While I wished to create a dark comedy with the broadest “Monty Python-esque” style … with Covid-19 hitting us all very hard, it was a trying time to be creating such a piece! We did get one chance to share, before everything was closed down and received some excellent feedback. However, the macabre nature of ITY? seemed “off” with regards to the heroic nature of our outstanding medical community in these unprecedented times.

As they say… timing is everything.

Is That You?
Is That You? (2020)

3. What production or artist or scholar has had the most impact on you over the course of your career?

Ah… there are so many! When creating the new Physical Aspects of Theatre Course, I was able to assemble video viewings of some of my favorite companies. Netherlands Dance Theatre, Crystal Pite, Hofesh Shechter, Batsheva Dance Company, Punchdrunk Theatre Company, Third Rail Projects and of course the one and only Pina Bausch.

As a deaf artist, I most connect with immersive physical theatre. With the intimacy and immediacy of this form, I am able to feel the piece on a visceral level. With my Devised Theatre colleagues Ian Garrett and Laura Levin, I was thrilled to take many Devised Theatre Students to see Sleep No More in New York City (along with many other fantastic shows!)

4. Is there an image or a quotation that inspires you?
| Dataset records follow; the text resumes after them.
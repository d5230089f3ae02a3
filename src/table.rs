//! Fixed-width text tables.
//!
//! Cells may contain ANSI styling (dimmed or colored text); column widths are computed from the
//! visible width of the cells so styled and plain cells line up.
use std::{fmt::Display, iter};

use console::measure_text_width;

/// A header row plus data rows, printed using the [`Display`] trait.
///
/// Every column is as wide as its widest cell plus [`CELL_PADDING`] spaces.
pub struct Table {
    pub header: Vec<String>,
    pub rows: Vec<Vec<String>>,
}

/// Padding added after every cell.
const CELL_PADDING: usize = 4;

impl Table {
    pub fn new(header: Vec<String>, rows: Vec<Vec<String>>) -> Self {
        Self { header, rows }
    }

    fn column_widths(&self) -> Vec<usize> {
        let mut widths = vec![0; self.header.len()];
        for row in iter::once(&self.header).chain(self.rows.iter()) {
            for (index, cell) in row.iter().enumerate() {
                let width = measure_text_width(cell) + CELL_PADDING;
                match widths.get_mut(index) {
                    Some(current) => *current = (*current).max(width),
                    None => widths.push(width),
                }
            }
        }
        widths
    }
}

impl Display for Table {
    fn fmt(&self, f: &mut std::fmt::Formatter<'_>) -> std::fmt::Result {
        let widths = self.column_widths();

        for row in iter::once(&self.header).chain(self.rows.iter()) {
            for (cell, width) in row.iter().zip(widths.iter()) {
                // pad manually, format width specifiers would count escape codes
                let padding = width.saturating_sub(measure_text_width(cell));
                write!(f, "{cell}{:padding$}", "")?;
            }

            writeln!(f)?;
        }

        Ok(())
    }
}
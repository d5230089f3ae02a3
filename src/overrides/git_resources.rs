//! Git reference overrides for git resources declared by deployment process steps.
//!
//! Override strings look like `StepName:GitRef` (the step's primary git resource) or
//! `StepName:GitResourceName:GitRef`. A `*` git ref means the step's default branch, and a `*`
//! git resource name targets every git resource of the step.

use console::style;

use crate::{
    overrides::{BaselineEntry, MatchWeights, OverrideError, OverrideKind},
    table::Table,
};

#[derive(Debug, Clone, Copy, Default)]
pub struct GitResourceOverrides;

pub const GIT_RESOURCE_OVERRIDE_QUESTION: &str =
    "Git resource reference override string (y to accept, u to undo, r to reset, ? for help):";

impl OverrideKind for GitResourceOverrides {
    fn noun(&self) -> &'static str {
        "git resource git ref"
    }

    fn primary_noun(&self) -> &'static str {
        "step name"
    }

    fn secondary_noun(&self) -> &'static str {
        "git resource name"
    }

    fn value_noun(&self) -> &'static str {
        "git ref"
    }

    // ':' takes precedence; mixing delimiters leaves the '=' inside the step name
    fn delimiters(&self, raw: &str) -> &'static [char] {
        if raw.contains(':') { &[':'] } else { &['='] }
    }

    fn validate_value(&self, _value: &str) -> Result<(), OverrideError> {
        Ok(())
    }

    fn allows_wildcard_primary(&self) -> bool {
        false
    }

    fn empty_secondary_is_wildcard(&self) -> bool {
        false
    }

    fn match_weights(&self) -> MatchWeights {
        MatchWeights::EXACT
    }

    fn question(&self) -> &'static str {
        GIT_RESOURCE_OVERRIDE_QUESTION
    }

    fn help_text(&self) -> String {
        let bold = |s: &str| style(s).bold().to_string();
        let green = |s: &str| style(s).green().to_string();
        let dim = |s: &str| style(s).dim().to_string();

        [
            bold("GIT RESOURCE SELECTION"),
            " This screen presents the list of Git resources used by your project, and the steps".to_string(),
            " which reference them.".to_string(),
            String::new(),
            bold("COMMANDS"),
            " At any point, you can enter one of the following:".to_string(),
            format!(" - {} to access this help screen", green("?")),
            format!(" - {} to accept the list of Git resources and proceed with creating the release", green("y")),
            format!(" - {} to undo the last edit you made to Git resource Git refs", green("u")),
            format!(" - {} to reset all Git resource Git ref edits", green("r")),
            " - A Git resource Git ref override string.".to_string(),
            String::new(),
            bold("GIT RESOURCE OVERRIDE STRINGS"),
            " Git resource override strings must have 2 or 3 components, separated by a : or =".to_string(),
            " The first component is always the step name. The last component is always the target Git ref.".to_string(),
            " When specifying 2 components, it is assumed that this is for the primary git resource.".to_string(),
            " When specifying 3 components, the second component is the name of the Git resource.".to_string(),
            " You can specify a * for the Git ref which will default to the step-defined default branch.".to_string(),
            " You can specify a * for the Git resource name to target every Git resource in the step.".to_string(),
            String::new(),
            " Examples:".to_string(),
            format!(
                "   {}   {}",
                bold("Run Script:refs/heads/my-branch"),
                dim("# sets primary Git resource in the 'Run Script' step to use the 'refs/heads/my-branch' ref")
            ),
            format!(
                "   {}   {}",
                bold("Deploy helm:TemplateValues-1:refs/tags/1.3.2"),
                dim("# sets the 'TemplateValues-1' Git resource in the 'Deploy helm' step to use the 'refs/tags/1.3.2' ref")
            ),
            format!(
                "   {}              {}",
                bold("Run Script:*"),
                dim("# sets primary Git resource in the 'Run Script' step to use the step-defined default branch")
            ),
            String::new(),
            dim("---------------------------------------------------------------------"),
            String::new(),
        ]
        .join("\n")
    }

    fn table(&self, entries: &[BaselineEntry]) -> Table {
        Table::new(
            vec![
                style("STEP NAME").bold().to_string(),
                style("GIT RESOURCE").bold().to_string(),
                style("GIT REF").bold().to_string(),
            ],
            entries
                .iter()
                .map(|entry| {
                    let name = if entry.secondary.is_empty() {
                        "<primary>".to_string()
                    } else {
                        entry.secondary.clone()
                    };
                    vec![entry.action_name.clone(), name, entry.value.clone()]
                })
                .collect(),
        )
    }

    fn forced_resolution_question(&self, _entry: &BaselineEntry) -> Option<String> {
        None
    }
}
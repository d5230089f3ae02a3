//! Validators for user input in the release commands.

pub mod release_version;

pub use release_version::ReleaseVersionValidator;
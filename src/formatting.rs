//! Output formats for command results.
//!
//! Results are printed as human readable text by default, or as JSON for scripts (`-o json`).
use std::fmt::Display;

use anyhow::{Context, Result};
use clap::ValueEnum;
use serde::Serialize;

#[derive(Debug, Clone, Copy, PartialEq, Eq, Hash, ValueEnum)]
pub enum Format {
    Text,
    Json,
}

/// Types that can be rendered in every [`Format`].
pub trait Formattable {
    fn format(&self, format: Format) -> Result<String>;
}

/// Text uses [`Display`], JSON uses [`Serialize`].
impl<T> Formattable for T
where
    T: Display + Serialize,
{
    fn format(&self, format: Format) -> Result<String> {
        Ok(match format {
            Format::Text => self.to_string(),
            Format::Json => serde_json::to_string(self).context("serializing to json")?,
        })
    }
}
use std::rc::Rc;

use anyhow::Result;
use typed_builder::TypedBuilder;

mod input;
mod spinner;

#[derive(Debug, Default, Clone)]
pub struct Interaction;

impl Interaction {
    pub fn new() -> Self {
        Default::default()
    }
}

#[derive(TypedBuilder)]
pub struct InputPromptOptions {
    #[builder(setter(into))]
    pub message: String,
    #[builder(default, setter(strip_option(fallback = default_opt)))]
    pub default: Option<String>,
    #[builder(default, setter(strip_option))]
    pub help_message: Option<String>,
    #[builder(default, setter(strip_option))]
    pub validator: Option<InputPromptValidator>,
    /// Answer already given on the command line; returned without prompting.
    #[builder(default)]
    pub final_answer: Option<String>,
}

#[derive(Clone)]
pub struct InputPromptValidator(Rc<dyn InputValidator>);

impl InputPromptValidator {
    pub fn new(validator: impl InputValidator + 'static) -> Self {
        Self(Rc::new(validator))
    }

    pub fn validate(&self, input: &str) -> Result<InputValidatorResult> {
        self.0.validate(input)
    }
}

pub trait InputValidator {
    fn validate(&self, input: &str) -> Result<InputValidatorResult>;
}

#[derive(Debug, Clone, PartialEq, Eq)]
pub enum InputValidatorResult {
    Valid,
    Invalid(String),
}

#[derive(Debug, Clone, PartialEq, Eq)]
pub enum InputPromptResult {
    Input(String),
    Canceled,
}

pub trait InputPrompt {
    fn input(&self, options: InputPromptOptions) -> Result<InputPromptResult>;
}

#[derive(Debug, PartialEq, Eq, TypedBuilder)]
pub struct SelectPromptOptions {
    #[builder(setter(transform = |s: impl Into<String>| s.into()))]
    pub message: String,
    #[builder(setter(transform = |items: impl IntoIterator<Item = impl Into<String>>| {
        items.into_iter().map(|s| s.into()).collect()
    }))]
    pub options: Vec<String>,
}

#[derive(Debug, Clone, PartialEq, Eq)]
pub enum SelectPromptResult {
    Selected(String),
    Canceled,
}

pub trait SelectPrompt {
    fn select(&self, options: SelectPromptOptions) -> Result<SelectPromptResult>;
}

pub struct SpinnerHandle {
    stop_spinner: Option<Box<dyn FnOnce() + Send + Sync>>,
}

impl SpinnerHandle {
    pub fn new(stop_spinner: Box<dyn FnOnce() + Send + Sync>) -> Self {
        Self {
            stop_spinner: Some(stop_spinner),
        }
    }
}

impl Drop for SpinnerHandle {
    fn drop(&mut self) {
        if let Some(stop_spinner) = self.stop_spinner.take() {
            stop_spinner();
        }
    }
}

pub trait SpinnerInteraction {
    fn start_spinner(&self, message: String) -> Result<SpinnerHandle>;
}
I often share this with my students, when they are deep in the creative and learning process; when they are ONLY seeing obstacles, darkness… with no way through the forest:

There is a vitality, a life force, an energy, a quickening that is translated through you into action, and because there is only one of you in all of time, this expression is unique. And if you block it, it will never exist through any other medium and it will be lost. The world will not have it. It is not your business to determine how good it is nor how valuable nor how it compares with other expressions. It is your business to keep it yours clearly and directly, to keep the channel open. You do not even have to believe in yourself or your work. You have to keep yourself open and aware to the urges that motivate you. Keep the channel open. … No artist is pleased. [There is] no satisfaction whatever at any time. There is only a queer divine dissatisfaction, a blessed unrest that keeps us marching and makes us more alive than the others. —Martha Graham

5. What are some of the projects you undertook during your sabbatical?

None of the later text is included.